A minha mãe aceitou os argumentos do seu primogênito. Disse que realmente eu tinha um ar enigmático. Altivamente dissimulado, como deveria ser um “Ronaldo”, que quer dizer, “o que governa com mistério”. E assim foi feito. Cresci com esse nome e com ele escreverão meu epitáfio. Mas, apesar de devidamente registrado no livro gigante do cartório de registro civil e assinado por Maricas Coxeba, a qual deu fé, não me sinto proprietário desse nome. Já me deparei com centenas deles por aí. Gente séria, gente honesta, gente esculhambada. Velhos proxenetas. Escritores até. Ainda não soube de ninguém reclamando da coincidência nominal. Ou que tenha se sentido prejudicado.

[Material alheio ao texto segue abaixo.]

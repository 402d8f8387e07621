//! Cross-repository substring search.
//!
//! Every search re-walks the filesystem: there is no index and no cache.
//! Matching is a case-insensitive substring test of the query, compiled as
//! an escaped regex pattern.

use crate::error::RepoError;
use crate::scan::{matches_extension, rel_display, walk_files};
use crate::types::*;
use regex::RegexBuilder;
use std::collections::BTreeMap;
use std::fs;
use std::path::Path;

/// Extensions searched when the caller does not supply any.
pub const DEFAULT_SEARCH_EXTENSIONS: &[&str] = &[".py", ".md", ".txt"];

/// Normalize a requested extension list: prefix a missing dot, lowercase,
/// and drop duplicates while preserving order.
pub fn normalize_extensions(raw: &[String]) -> Vec<String> {
    let mut seen = std::collections::HashSet::new();
    let mut out = Vec::new();
    for ext in raw {
        let ext = ext.trim();
        if ext.is_empty() {
            continue;
        }
        let normalized = if ext.starts_with('.') {
            ext.to_lowercase()
        } else {
            format!(".{}", ext.to_lowercase())
        };
        if seen.insert(normalized.clone()) {
            out.push(normalized);
        }
    }
    out
}

/// Read a file for searching. Oversized or unreadable files are skipped.
fn read_for_search(path: &Path) -> Option<String> {
    let meta = fs::metadata(path).ok()?;
    if meta.len() > MAX_FILE_READ {
        return None;
    }
    fs::read(path).ok().map(|bytes| String::from_utf8_lossy(&bytes).into_owned())
}

/// Search every registered repository for a case-insensitive substring.
///
/// For each repository whose root exists, files are enumerated per requested
/// extension in walk order. A matching file reports its uncapped occurrence
/// count and up to [`MAX_MATCH_LINES`] matching lines with 1-based numbers.
/// Files that cannot be read are skipped and counted, never fatal.
pub fn search(
    registry: &Registry,
    query: &str,
    extensions: &[String],
) -> Result<SearchReport, RepoError> {
    if query.is_empty() {
        return Err(RepoError::InvalidArgument("search query must not be empty".to_string()));
    }
    let pattern = RegexBuilder::new(&regex::escape(query))
        .case_insensitive(true)
        .build()
        .map_err(|e| RepoError::InvalidArgument(format!("could not compile query: {e}")))?;

    let mut exts = normalize_extensions(extensions);
    if exts.is_empty() {
        exts = DEFAULT_SEARCH_EXTENSIONS.iter().map(|e| e.to_string()).collect();
    }

    let mut results: BTreeMap<String, Vec<FileSearchResult>> = BTreeMap::new();
    let mut files_skipped = 0usize;

    for repo in registry.iter() {
        if !repo.root.exists() {
            continue;
        }
        let all_files = walk_files(&repo.root);
        let mut repo_results: Vec<FileSearchResult> = Vec::new();

        for ext in &exts {
            for abs in all_files.iter().filter(|p| matches_extension(p, ext)) {
                let content = match read_for_search(abs) {
                    Some(c) => c,
                    None => {
                        files_skipped += 1;
                        continue;
                    }
                };
                if !pattern.is_match(&content) {
                    continue;
                }
                let matches = pattern.find_iter(&content).count();
                let mut matching_lines: Vec<MatchLine> = Vec::new();
                for (i, line) in content.lines().enumerate() {
                    if pattern.is_match(line) {
                        matching_lines.push(MatchLine {
                            line_number: i + 1,
                            content: line.trim().to_string(),
                        });
                        if matching_lines.len() >= MAX_MATCH_LINES {
                            break;
                        }
                    }
                }
                repo_results.push(FileSearchResult {
                    file: rel_display(&repo.root, abs),
                    matches,
                    matching_lines,
                });
            }
        }

        if !repo_results.is_empty() {
            results.insert(repo.name.clone(), repo_results);
        }
    }

    tracing::debug!(
        query = query,
        repos_matched = results.len(),
        files_skipped = files_skipped,
        "Search complete"
    );

    Ok(SearchReport {
        query: query.to_string(),
        extensions: exts,
        total_repos_matched: results.len(),
        files_skipped,
        results,
    })
}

Nossas produções intelectuais são personalíssimas e cada um tente se identificar pelo fio da escrita, preocupando-se mais com o estilo e estética literária do que com nomes e pseudônimos. Sejamos homônimos paronímicos, com vertente para a paronomásia, onde nem tudo que parece, é. Ou, como diz o ditado: parecer não é ser. Afinal, mais vale o homem pela sua arte do que pelo nome que carrega. O Tempo, senhor e dono da razão, haverá de imortalizar a obra, e não o autor.